Informatics Student Tips

Informatics Student Tips

School of Informatics students give their tips on studying Computer Science and living in Edinburgh

Smart Studying

Do you ever feel like you are just mindlessly re-reading your textbooks, watching lectures, and highlighting key points but none of it is going in. There may be many reasons why this is, but it is likely to do with how you are studying. Being able to study efficiently is a critical skill to develop at your time at university and means you can spend less time drinking unhealthy amounts of coffee in the library and more time doing whatever you like. 

Study Less Study Smart 

1. Chunked Sessions

Studying more is not necessarily studying well, it may worsen your performance overall. A lecture titled ‘Study Less Study Smart’ delivered by Dr Marty Lobdell, outlines effective study techniques which are backed by research. 

Instead of studying for hours consecutively, break your study sessions into chunks. After the end of a long study session, give yourself a tangible reward. I personally work in 30minute chunks with a 5minute break afterwards 

2. Create a dedicated study area

The environment that you are in majorly affects your ability to focus. If you are surrounded by distractions you will find it harder to truly focus in a study session. I found that studying in my flat is particularly hard because I associate it with socialising and relaxing. Whenever I wanted (or probably needed) a study session, I would always go to either the library or a coffee shop for a relaxing environment. If you are in a particularly noisy area, a pair of noise-cancelling headphones work amazingly at blocking out noise and distractions. 

3. Study actively

Whilst you are studying, make sure you are engaged with whatever you are studying. Ask yourself 

  • What is it I’m learning just now?
  • Is it a concept or a fact?
  • How does this influence the wider field?

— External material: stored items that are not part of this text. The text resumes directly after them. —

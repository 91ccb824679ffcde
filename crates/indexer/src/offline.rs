use machine_monitor_query::{FetchFuture, Fetcher};
use machine_monitor_types::{
    FetchError, OfflineMachineRecord, Page, QueryRequest, ValidationError, WireOfflineRecord,
};
use serde::Deserialize;
use serde_json::{Map, Value, json};

use crate::{CountedRow, IndexerClient, TOTAL_COUNT_CAP, count_total, decode_data, decode_rows};

const OPERATION: &str = "machineOfflineRecords";
const OFFLINE_FIELDS: &str = "id machineId holder blockNumber blockTimestamp transactionHash";

/// Active offline records, newest first. Sorting is fixed by the subgraph
/// view, so the request's sort field is not forwarded.
pub fn build_offline_query(request: &QueryRequest) -> (String, Value) {
    let mut declarations = vec!["$limit: Int!", "$offset: Int!"];
    let mut clauses = vec!["isActive: true"];
    let mut variables = Map::new();
    variables.insert("limit".to_string(), json!(request.page_size));
    variables.insert("offset".to_string(), json!(request.offset()));

    if let Some(machine_id) = request.text_filter("machineId") {
        declarations.push("$machineId: String!");
        clauses.push("machineId_contains: $machineId");
        variables.insert("machineId".to_string(), json!(machine_id));
    }
    if let Some(holder) = request.text_filter("holder") {
        declarations.push("$holder: String!");
        clauses.push("holder_contains: $holder");
        variables.insert("holder".to_string(), json!(holder));
    }

    let where_clause = clauses.join(", ");
    let query = format!(
        "query GetOfflineMachines({declarations}) {{\n  \
         machineOfflineRecords(first: $limit, skip: $offset, where: {{ {where_clause} }}, \
         orderBy: blockTimestamp, orderDirection: desc) {{ {OFFLINE_FIELDS} }}\n  \
         totalCount: machineOfflineRecords(first: {TOTAL_COUNT_CAP}, where: {{ {where_clause} }}) {{ id }}\n}}",
        declarations = declarations.join(", "),
    );
    (query, Value::Object(variables))
}

#[derive(Debug, Deserialize)]
struct OfflineData {
    #[serde(rename = "machineOfflineRecords")]
    records: Option<Vec<WireOfflineRecord>>,
    #[serde(rename = "totalCount", default)]
    total_count: Vec<CountedRow>,
}

pub fn decode_offline_page(data: Value) -> Result<Page<OfflineMachineRecord>, FetchError> {
    let data: OfflineData = decode_data(OPERATION, data)?;
    let rows = data
        .records
        .ok_or(ValidationError::MissingData { entity: OPERATION })?;
    Ok(Page {
        items: decode_rows(rows)?,
        total: count_total(&data.total_count),
    })
}

#[derive(Clone)]
pub struct OfflineMachineFetcher {
    client: IndexerClient,
}

impl OfflineMachineFetcher {
    pub fn new(client: IndexerClient) -> Self {
        Self { client }
    }

    pub async fn fetch_page(
        &self,
        request: &QueryRequest,
    ) -> Result<Page<OfflineMachineRecord>, FetchError> {
        let (query, variables) = build_offline_query(request);
        let data = self.client.query(OPERATION, &query, variables).await?;
        decode_offline_page(data)
    }
}

impl Fetcher for OfflineMachineFetcher {
    type Item = OfflineMachineRecord;

    fn fetch(&self, request: QueryRequest) -> FetchFuture<'_, Page<OfflineMachineRecord>> {
        Box::pin(async move { self.fetch_page(&request).await })
    }
}

#[cfg(test)]
mod tests {
    use machine_monitor_types::{FilterValue, Filters, SortDirection};

    use super::*;

    fn request(filters: Filters, page: u64) -> QueryRequest {
        QueryRequest {
            filters,
            page,
            page_size: 20,
            sort_field: "holder".to_string(),
            sort_direction: SortDirection::Asc,
        }
    }

    #[test]
    fn ordering_is_fixed_to_newest_first() {
        let (query, variables) = build_offline_query(&request(Filters::new(), 2));
        assert!(query.contains("orderBy: blockTimestamp, orderDirection: desc"));
        assert!(query.contains("where: { isActive: true }"));
        assert!(!query.contains("holder_contains"));
        assert_eq!(variables, json!({"limit": 20, "offset": 20}));
    }

    #[test]
    fn filters_are_trimmed_and_combined() {
        let mut filters = Filters::new();
        filters.insert("machineId".to_string(), FilterValue::from(" m-9 "));
        filters.insert("holder".to_string(), FilterValue::from(" 0xab "));
        let (query, variables) = build_offline_query(&request(filters, 1));
        assert!(query.contains(
            "where: { isActive: true, machineId_contains: $machineId, holder_contains: $holder }"
        ));
        assert_eq!(variables["machineId"], json!("m-9"));
        assert_eq!(variables["holder"], json!("0xab"));
        assert_eq!(variables["offset"], json!(0));
    }

    #[test]
    fn decodes_offline_rows() {
        let page = decode_offline_page(json!({
            "machineOfflineRecords": [{
                "id": "r1",
                "machineId": "m-1",
                "holder": "0x00000000000000000000000000000000000000AA",
                "blockNumber": "123",
                "blockTimestamp": "1700000000",
                "transactionHash": "0xabc"
            }],
            "totalCount": [{"id": "r1"}]
        }))
        .expect("page");
        assert_eq!(page.total, 1);
        let record = &page.items[0];
        assert_eq!(record.block_number, 123);
        assert_eq!(record.offline_at, 1_700_000_000);
        assert_eq!(
            record.holder.as_ref(),
            "0x00000000000000000000000000000000000000aa"
        );
    }

    #[test]
    fn bad_timestamp_is_a_validation_error() {
        let err = decode_offline_page(json!({
            "machineOfflineRecords": [{
                "id": "r1",
                "machineId": "m-1",
                "holder": "0x00000000000000000000000000000000000000aa",
                "blockNumber": "123",
                "blockTimestamp": "yesterday",
                "transactionHash": "0xabc"
            }]
        }))
        .expect_err("bad timestamp");
        assert!(matches!(
            err,
            FetchError::Validation(ValidationError::InvalidInteger {
                field: "blockTimestamp",
                ..
            })
        ));
    }
}
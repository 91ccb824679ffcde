#![forbid(unsafe_code)]

use std::sync::atomic::{AtomicU64, Ordering};
use std::sync::{Arc, Mutex};

use machine_monitor_types::{Observation, ObservabilitySink};
use serde::Serialize;

#[derive(Debug, Clone, Copy, Default)]
pub struct NoopSink;

impl ObservabilitySink for NoopSink {
    fn observe(&self, _observation: &Observation<'_>) {}
}

/// Forwards observations to `tracing`: orphans and fetch failures at warn,
/// stale drops at debug.
#[derive(Debug, Clone, Copy, Default)]
pub struct TracingSink;

impl ObservabilitySink for TracingSink {
    fn observe(&self, observation: &Observation<'_>) {
        match observation {
            Observation::OrphanEvent { event } => tracing::warn!(
                subject = %event.subject_id,
                timestamp = event.timestamp,
                kind = ?event.kind,
                reference = %event.reference,
                "discarding close event without a pending interval"
            ),
            Observation::FetchFailed {
                resource,
                token,
                error,
            } => tracing::warn!(resource, token, error, "fetch failed"),
            Observation::StaleResponseDropped {
                resource,
                token,
                current_token,
            } => tracing::debug!(resource, token, current_token, "dropping stale response"),
        }
    }
}

#[derive(Debug, Clone, PartialEq, Eq, Serialize)]
pub struct MetricsSnapshot {
    pub observations_total: u64,
    pub orphan_events_total: u64,
    pub fetch_failures_total: u64,
    pub stale_responses_total: u64,
    pub last_fetch_error: Option<String>,
}

#[derive(Debug, Default)]
struct MetricsState {
    observations_total: AtomicU64,
    orphan_events_total: AtomicU64,
    fetch_failures_total: AtomicU64,
    stale_responses_total: AtomicU64,
    last_fetch_error: Mutex<Option<String>>,
}

/// Counts observations; clones share the same counters, so one handle can be
/// given to a component and another kept for reading.
#[derive(Clone, Debug, Default)]
pub struct MetricsSink {
    state: Arc<MetricsState>,
    forward_to_tracing: bool,
}

impl MetricsSink {
    pub fn new() -> Self {
        Self::default()
    }

    pub fn with_tracing(mut self) -> Self {
        self.forward_to_tracing = true;
        self
    }

    pub fn snapshot(&self) -> Result<MetricsSnapshot, String> {
        let last_fetch_error = self
            .state
            .last_fetch_error
            .lock()
            .map_err(|_| "metrics sink state lock poisoned".to_string())?
            .to_owned();
        Ok(MetricsSnapshot {
            observations_total: self.state.observations_total.load(Ordering::Relaxed),
            orphan_events_total: self.state.orphan_events_total.load(Ordering::Relaxed),
            fetch_failures_total: self.state.fetch_failures_total.load(Ordering::Relaxed),
            stale_responses_total: self.state.stale_responses_total.load(Ordering::Relaxed),
            last_fetch_error,
        })
    }
}

impl ObservabilitySink for MetricsSink {
    fn observe(&self, observation: &Observation<'_>) {
        self.state
            .observations_total
            .fetch_add(1, Ordering::Relaxed);
        match observation {
            Observation::OrphanEvent { .. } => {
                self.state
                    .orphan_events_total
                    .fetch_add(1, Ordering::Relaxed);
            }
            Observation::FetchFailed { error, .. } => {
                self.state
                    .fetch_failures_total
                    .fetch_add(1, Ordering::Relaxed);
                if let Ok(mut last) = self.state.last_fetch_error.lock() {
                    *last = Some((*error).to_string());
                }
            }
            Observation::StaleResponseDropped { .. } => {
                self.state
                    .stale_responses_total
                    .fetch_add(1, Ordering::Relaxed);
            }
        }
        if self.forward_to_tracing {
            TracingSink.observe(observation);
        }
    }
}
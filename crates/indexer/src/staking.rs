use machine_monitor_query::{FetchFuture, Fetcher};
use machine_monitor_types::{
    FetchError, Page, QueryRequest, StakingMachine, ValidationError, WireStakingMachine,
};
use serde::Deserialize;
use serde_json::{Map, Value, json};

use crate::{CountedRow, IndexerClient, TOTAL_COUNT_CAP, count_total, decode_data, decode_rows};

const OPERATION: &str = "machineInfos";
const STAKING_FIELDS: &str = "machineId holder extraRentFee totalClaimedRewardAmount \
burnedRentFee totalReservedAmount isRented online registered";

enum FilterKind {
    Contains,
    Flag,
}

/// Filter key, GraphQL `where` clause and variable declaration.
const STAKING_FILTERS: [(&str, &str, &str, FilterKind); 5] = [
    (
        "machineId",
        "machineId_contains: $machineId",
        "$machineId: String!",
        FilterKind::Contains,
    ),
    (
        "holder",
        "holder_contains: $holder",
        "$holder: String!",
        FilterKind::Contains,
    ),
    (
        "isRented",
        "isRented: $isRented",
        "$isRented: Boolean!",
        FilterKind::Flag,
    ),
    ("online", "online: $online", "$online: Boolean!", FilterKind::Flag),
    (
        "registered",
        "registered: $registered",
        "$registered: Boolean!",
        FilterKind::Flag,
    ),
];

/// Builds the query text and variables for one page of staking machines. Only
/// filters present in the request appear in the `where` clause.
pub fn build_staking_query(request: &QueryRequest) -> (String, Value) {
    let mut declarations = vec![
        "$limit: Int!",
        "$offset: Int!",
        "$orderBy: String!",
        "$sort: String!",
    ];
    let mut clauses = vec!["isStaking: true"];
    let mut variables = Map::new();
    variables.insert("limit".to_string(), json!(request.page_size));
    variables.insert("offset".to_string(), json!(request.offset()));
    variables.insert("orderBy".to_string(), json!(request.sort_field));
    variables.insert("sort".to_string(), json!(request.sort_direction.as_str()));

    for (key, clause, declaration, kind) in &STAKING_FILTERS {
        let value = match kind {
            FilterKind::Contains => request.text_filter(key).map(|text| json!(text)),
            FilterKind::Flag => request.flag_filter(key).map(|flag| json!(flag)),
        };
        if let Some(value) = value {
            declarations.push(*declaration);
            clauses.push(*clause);
            variables.insert((*key).to_string(), value);
        }
    }

    let where_clause = clauses.join(", ");
    let query = format!(
        "query GetStakingMachines({declarations}) {{\n  \
         machineInfos(first: $limit, skip: $offset, where: {{ {where_clause} }}, \
         orderBy: $orderBy, orderDirection: $sort) {{ {STAKING_FIELDS} }}\n  \
         totalCount: machineInfos(first: {TOTAL_COUNT_CAP}, where: {{ {where_clause} }}) {{ id }}\n}}",
        declarations = declarations.join(", "),
    );
    (query, Value::Object(variables))
}

#[derive(Debug, Deserialize)]
struct StakingData {
    #[serde(rename = "machineInfos")]
    machine_infos: Option<Vec<WireStakingMachine>>,
    #[serde(rename = "totalCount", default)]
    total_count: Vec<CountedRow>,
}

pub fn decode_staking_page(data: Value) -> Result<Page<StakingMachine>, FetchError> {
    let data: StakingData = decode_data(OPERATION, data)?;
    let rows = data
        .machine_infos
        .ok_or(ValidationError::MissingData { entity: OPERATION })?;
    Ok(Page {
        items: decode_rows(rows)?,
        total: count_total(&data.total_count),
    })
}

#[derive(Clone)]
pub struct StakingMachineFetcher {
    client: IndexerClient,
}

impl StakingMachineFetcher {
    pub fn new(client: IndexerClient) -> Self {
        Self { client }
    }

    pub async fn fetch_page(
        &self,
        request: &QueryRequest,
    ) -> Result<Page<StakingMachine>, FetchError> {
        let (query, variables) = build_staking_query(request);
        let data = self.client.query(OPERATION, &query, variables).await?;
        decode_staking_page(data)
    }
}

impl Fetcher for StakingMachineFetcher {
    type Item = StakingMachine;

    fn fetch(&self, request: QueryRequest) -> FetchFuture<'_, Page<StakingMachine>> {
        Box::pin(async move { self.fetch_page(&request).await })
    }
}
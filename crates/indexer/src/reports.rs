use std::fmt;
use std::str::FromStr;

use machine_monitor_reconcile::{
    EventSource, EventSourceFuture, events_from_joined_reports, events_from_report_streams,
};
use machine_monitor_types::{
    FetchError, RawEvent, ValidationError, WireJoinedReport, WireReportEvent,
};
use serde::{Deserialize, Serialize};
use serde_json::{Value, json};

use crate::{IndexerClient, decode_data};

const STREAMS_OPERATION: &str = "machineReports";
const JOINED_OPERATION: &str = "machineReportRecords";

const STREAMS_QUERY: &str = "query GetMachineReports($machineId: String!) {
  machineOfflineRecords(orderBy: blockTimestamp, orderDirection: desc, where: { machineId: $machineId }) {
    machineId blockTimestamp transactionHash
  }
  machineReOnlineRecords(orderBy: blockTimestamp, orderDirection: desc, where: { machineId: $machineId }) {
    machineId blockTimestamp transactionHash
  }
}";

const JOINED_QUERY: &str = "query GetMachineReportRecords($machineId: String!) {
  machineReportRecords(orderBy: offlineTime, orderDirection: desc, where: { machineId: $machineId }) {
    id machineId offlineTime reOnlineTime unStakeTime finishedByReOnline finishedByEndStake
    offlineTransactionHash reOnlineTransactionHash unStakeTransactionHash
  }
}";

/// Which upstream shape the report history is read from.
#[derive(Debug, Clone, Copy, Default, PartialEq, Eq, Serialize)]
#[serde(rename_all = "lowercase")]
pub enum ReportSourceMode {
    /// Separate offline and re-online streams, paired locally.
    #[default]
    Streams,
    /// Reports already joined upstream with finish-reason flags.
    Joined,
}

impl FromStr for ReportSourceMode {
    type Err = String;

    fn from_str(value: &str) -> Result<Self, Self::Err> {
        match value.trim().to_ascii_lowercase().as_str() {
            "streams" => Ok(Self::Streams),
            "joined" => Ok(Self::Joined),
            other => Err(format!(
                "unknown report source '{other}', expected 'streams' or 'joined'"
            )),
        }
    }
}

impl fmt::Display for ReportSourceMode {
    fn fmt(&self, f: &mut fmt::Formatter<'_>) -> fmt::Result {
        match self {
            Self::Streams => f.write_str("streams"),
            Self::Joined => f.write_str("joined"),
        }
    }
}

#[derive(Debug, Deserialize)]
#[serde(rename_all = "camelCase")]
struct StreamsData {
    machine_offline_records: Option<Vec<WireReportEvent>>,
    machine_re_online_records: Option<Vec<WireReportEvent>>,
}

#[derive(Debug, Deserialize)]
#[serde(rename_all = "camelCase")]
struct JoinedData {
    machine_report_records: Option<Vec<WireJoinedReport>>,
}

/// The streams query carries no unstake entity, so terminations only come
/// through the joined shape.
pub fn decode_stream_events(subject_id: &str, data: Value) -> Result<Vec<RawEvent>, FetchError> {
    let data: StreamsData = decode_data(STREAMS_OPERATION, data)?;
    let offline = data
        .machine_offline_records
        .ok_or(ValidationError::MissingData {
            entity: "machineOfflineRecords",
        })?;
    let reonline = data
        .machine_re_online_records
        .ok_or(ValidationError::MissingData {
            entity: "machineReOnlineRecords",
        })?;
    Ok(events_from_report_streams(
        subject_id, &offline, &reonline, &[],
    )?)
}

pub fn decode_joined_events(subject_id: &str, data: Value) -> Result<Vec<RawEvent>, FetchError> {
    let data: JoinedData = decode_data(JOINED_OPERATION, data)?;
    let records = data
        .machine_report_records
        .ok_or(ValidationError::MissingData {
            entity: JOINED_OPERATION,
        })?;
    Ok(events_from_joined_reports(subject_id, &records)?)
}

#[derive(Clone)]
pub struct ReportEventSource {
    client: IndexerClient,
    mode: ReportSourceMode,
}

impl ReportEventSource {
    pub fn new(client: IndexerClient, mode: ReportSourceMode) -> Self {
        Self { client, mode }
    }

    pub fn mode(&self) -> ReportSourceMode {
        self.mode
    }

    pub async fn fetch_report_events(&self, subject_id: &str) -> Result<Vec<RawEvent>, FetchError> {
        let variables = json!({ "machineId": subject_id });
        match self.mode {
            ReportSourceMode::Streams => {
                let data = self
                    .client
                    .query(STREAMS_OPERATION, STREAMS_QUERY, variables)
                    .await?;
                decode_stream_events(subject_id, data)
            }
            ReportSourceMode::Joined => {
                let data = self
                    .client
                    .query(JOINED_OPERATION, JOINED_QUERY, variables)
                    .await?;
                decode_joined_events(subject_id, data)
            }
        }
    }
}

impl EventSource for ReportEventSource {
    fn fetch_events<'a>(&'a self, subject_id: &'a str) -> EventSourceFuture<'a> {
        Box::pin(self.fetch_report_events(subject_id))
    }
}

#[cfg(test)]
mod tests {
    use axum::routing::post;
    use axum::{Json, Router};
    use machine_monitor_observe::NoopSink;
    use machine_monitor_reconcile::load_report_history;
    use machine_monitor_types::{EventKind, IntervalStatus};

    use super::*;
    use crate::DEFAULT_REQUEST_TIMEOUT;
    use crate::test_support::serve;

    #[test]
    fn mode_parses_case_insensitively() {
        assert_eq!(" Joined ".parse::<ReportSourceMode>(), Ok(ReportSourceMode::Joined));
        assert_eq!("streams".parse::<ReportSourceMode>(), Ok(ReportSourceMode::Streams));
        assert!("both".parse::<ReportSourceMode>().is_err());
        assert_eq!(ReportSourceMode::Joined.to_string(), "joined");
    }

    #[test]
    fn stream_events_cover_both_streams() {
        let events = decode_stream_events(
            "m-1",
            json!({
                "machineOfflineRecords": [
                    {"machineId": "m-1", "blockTimestamp": "300", "transactionHash": "0xc"},
                    {"machineId": "m-1", "blockTimestamp": "100", "transactionHash": "0xa"}
                ],
                "machineReOnlineRecords": [
                    {"machineId": "m-1", "blockTimestamp": "200", "transactionHash": "0xb"}
                ]
            }),
        )
        .expect("events");
        assert_eq!(events.len(), 3);
        assert_eq!(events[2], RawEvent::new("m-1", 200, EventKind::CloseByRecovery, "0xb"));
    }

    #[test]
    fn missing_stream_is_reported_by_name() {
        let err = decode_stream_events("m-1", json!({"machineOfflineRecords": []}))
            .expect_err("missing re-online stream");
        assert_eq!(
            err,
            FetchError::Validation(ValidationError::MissingData {
                entity: "machineReOnlineRecords"
            })
        );
    }

    #[test]
    fn joined_events_decode_finish_flags() {
        let events = decode_joined_events(
            "m-1",
            json!({
                "machineReportRecords": [{
                    "id": "r1",
                    "machineId": "m-1",
                    "offlineTime": "100",
                    "unStakeTime": "400",
                    "finishedByReOnline": false,
                    "finishedByEndStake": true,
                    "offlineTransactionHash": "0xa",
                    "unStakeTransactionHash": "0xd"
                }]
            }),
        )
        .expect("events");
        assert_eq!(
            events,
            vec![
                RawEvent::new("m-1", 100, EventKind::Open, "0xa"),
                RawEvent::new("m-1", 400, EventKind::CloseByTermination, "0xd"),
            ]
        );
    }

    #[test]
    fn joined_events_of_another_machine_are_rejected() {
        let err = decode_joined_events(
            "m-1",
            json!({
                "machineReportRecords": [{
                    "id": "r9",
                    "machineId": "m-9",
                    "offlineTime": "100"
                }]
            }),
        )
        .expect_err("foreign machine");
        assert!(matches!(
            err,
            FetchError::Validation(ValidationError::InconsistentRecord { record: "joined report", .. })
        ));
    }

    #[tokio::test]
    async fn streams_source_feeds_report_history() {
        let app = Router::new().route(
            "/graphql",
            post(|Json(body): Json<Value>| async move {
                let machine_id = body["variables"]["machineId"].clone();
                Json(json!({"data": {
                    "machineOfflineRecords": [
                        {"machineId": machine_id, "blockTimestamp": "1700000000", "transactionHash": "0x1"},
                        {"machineId": machine_id, "blockTimestamp": "1700007200", "transactionHash": "0x3"}
                    ],
                    "machineReOnlineRecords": [
                        {"machineId": machine_id, "blockTimestamp": "1700003661", "transactionHash": "0x2"}
                    ]
                }}))
            }),
        );
        let addr = serve(app).await;
        let client = IndexerClient::new(format!("http://{addr}/graphql"), DEFAULT_REQUEST_TIMEOUT)
            .expect("client");
        let source = ReportEventSource::new(client, ReportSourceMode::Streams);

        let history = load_report_history(&source, "m-7", &NoopSink)
            .await
            .expect("history");
        assert_eq!(history.intervals.len(), 2);
        assert!(history.currently_open);
        assert_eq!(history.intervals[1].status, IntervalStatus::ClosedByRecovery);
        assert_eq!(history.intervals[1].duration_seconds, Some(3661));
    }
}
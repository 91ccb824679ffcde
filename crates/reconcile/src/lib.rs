#![forbid(unsafe_code)]

pub mod adapters;
pub mod source;

use std::cmp::Ordering;
use std::collections::BTreeMap;

use machine_monitor_types::{
    EventKind, Interval, IntervalStatus, Observation, ObservabilitySink, RawEvent, SubjectId,
    UnixSeconds,
};
use serde::Serialize;

pub use adapters::{events_from_joined_reports, events_from_report_streams};
pub use source::{EventSource, EventSourceFuture, ReportHistory, load_report_history};

#[derive(Debug, Clone, PartialEq, Eq, Serialize)]
pub struct OrphanEvent {
    pub event: RawEvent,
}

#[derive(Debug, Clone, Default, PartialEq, Eq, Serialize)]
pub struct Reconciliation {
    /// Ordered by `start` descending.
    pub intervals: Vec<Interval>,
    pub anomalies: Vec<OrphanEvent>,
}

impl Reconciliation {
    pub fn is_currently_open(&self) -> bool {
        is_currently_open(&self.intervals)
    }
}

#[derive(Debug, Clone, PartialEq, Eq)]
struct PendingInterval {
    start: UnixSeconds,
    start_reference: String,
}

#[derive(Debug, Clone, PartialEq, Eq)]
pub enum ScanStep {
    Opened,
    DuplicateOpen { pending_start: UnixSeconds },
    Closed { duration_seconds: u64 },
    Orphan,
}

/// Pairs OPEN and CLOSE events for any number of subjects. Events must be
/// applied in [`event_order`]; [`reconcile`] takes care of that.
#[derive(Debug, Clone, Default)]
pub struct IntervalScanner {
    pending: BTreeMap<SubjectId, PendingInterval>,
    closed: Vec<Interval>,
    anomalies: Vec<OrphanEvent>,
}

impl IntervalScanner {
    pub fn new() -> Self {
        Self::default()
    }

    pub fn apply(&mut self, event: &RawEvent) -> ScanStep {
        match event.kind {
            EventKind::Open => {
                if let Some(pending) = self.pending.get(&event.subject_id) {
                    return ScanStep::DuplicateOpen {
                        pending_start: pending.start,
                    };
                }
                self.pending.insert(
                    event.subject_id.clone(),
                    PendingInterval {
                        start: event.timestamp,
                        start_reference: event.reference.clone(),
                    },
                );
                ScanStep::Opened
            }
            EventKind::CloseByRecovery | EventKind::CloseByTermination => {
                let Some(pending) = self.pending.remove(&event.subject_id) else {
                    self.anomalies.push(OrphanEvent {
                        event: event.clone(),
                    });
                    return ScanStep::Orphan;
                };
                let duration_seconds = event.timestamp.saturating_sub(pending.start);
                self.closed.push(Interval {
                    subject_id: event.subject_id.clone(),
                    start: pending.start,
                    end: Some(event.timestamp),
                    duration_seconds: Some(duration_seconds),
                    status: close_status(event.kind),
                    start_reference: pending.start_reference,
                    end_reference: Some(event.reference.clone()),
                });
                ScanStep::Closed { duration_seconds }
            }
        }
    }

    pub fn has_pending(&self, subject_id: &str) -> bool {
        self.pending.contains_key(subject_id)
    }

    pub fn finish(self) -> Reconciliation {
        let mut intervals = self.closed;
        intervals.extend(
            self.pending
                .into_iter()
                .map(|(subject_id, pending)| Interval {
                    subject_id,
                    start: pending.start,
                    end: None,
                    duration_seconds: None,
                    status: IntervalStatus::Open,
                    start_reference: pending.start_reference,
                    end_reference: None,
                }),
        );
        intervals.sort_by(|a, b| {
            b.start
                .cmp(&a.start)
                .then_with(|| a.subject_id.cmp(&b.subject_id))
        });
        Reconciliation {
            intervals,
            anomalies: self.anomalies,
        }
    }
}

fn close_status(kind: EventKind) -> IntervalStatus {
    match kind {
        EventKind::CloseByTermination => IntervalStatus::ClosedByTermination,
        EventKind::CloseByRecovery | EventKind::Open => IntervalStatus::ClosedByRecovery,
    }
}

fn kind_rank(kind: EventKind) -> u8 {
    match kind {
        EventKind::Open => 0,
        EventKind::CloseByRecovery => 1,
        EventKind::CloseByTermination => 2,
    }
}

/// Total order used for scanning: time, then OPEN before CLOSE, then subject
/// and reference so equal timestamps never depend on input order.
pub fn event_order(a: &RawEvent, b: &RawEvent) -> Ordering {
    a.timestamp
        .cmp(&b.timestamp)
        .then_with(|| kind_rank(a.kind).cmp(&kind_rank(b.kind)))
        .then_with(|| a.subject_id.cmp(&b.subject_id))
        .then_with(|| a.reference.cmp(&b.reference))
}

pub fn reconcile(events: &[RawEvent]) -> Reconciliation {
    scan(events, |_| {})
}

/// Same as [`reconcile`], reporting every orphan CLOSE to `sink`.
pub fn reconcile_observed(events: &[RawEvent], sink: &dyn ObservabilitySink) -> Reconciliation {
    scan(events, |event| {
        sink.observe(&Observation::OrphanEvent { event });
    })
}

fn scan(events: &[RawEvent], mut on_orphan: impl FnMut(&RawEvent)) -> Reconciliation {
    let mut sorted: Vec<&RawEvent> = events.iter().collect();
    sorted.sort_by(|a, b| event_order(a, b));

    let mut scanner = IntervalScanner::new();
    for event in sorted {
        if scanner.apply(event) == ScanStep::Orphan {
            on_orphan(event);
        }
    }
    scanner.finish()
}

/// True iff the most recently started interval is still open. When several
/// subjects share the latest start, any open one among them counts.
pub fn is_currently_open(intervals: &[Interval]) -> bool {
    let Some(latest_start) = intervals.iter().map(|interval| interval.start).max() else {
        return false;
    };
    intervals
        .iter()
        .filter(|interval| interval.start == latest_start)
        .any(Interval::is_open)
}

4. Summarise what you learn

After learning something new or finishing a study session, summarise what you just learnt. Personally when I do this, I type down a summary of what I learnt on my OneNote. This allows me to look back on the previous study session and assess what I have done. Furthermore, it can help identify your level of confidence in a topic. If you are able to summarise a topic well and in your own words then you have gained an understanding of it, if not then it may be a topic you would want to revisit in another session.

5. Use textbooks efficiently

Your academic textbooks are a great resource of gaining a deep understanding of the content. However, you should not read them like you read a novel. For more information, read my blog post on how to read textbooks effectively. 

6. Active Recall and Spaced Repetition

Active Recall and Spaced Repetition are two of the most effective study techniques. Active recall is all about testing yourself and recalling information to help move it into your long-term memory. Spaced repetition is about

repeating something at different intervals to help combat the ‘forgetting curve’.  The forgetting curve is an illustration of how we forget information over time if we do not prompt ourselves to remember it. If we combine spaced repetition and active recall we can create a way of countering this forgetting curve and getting information into our long-term memory.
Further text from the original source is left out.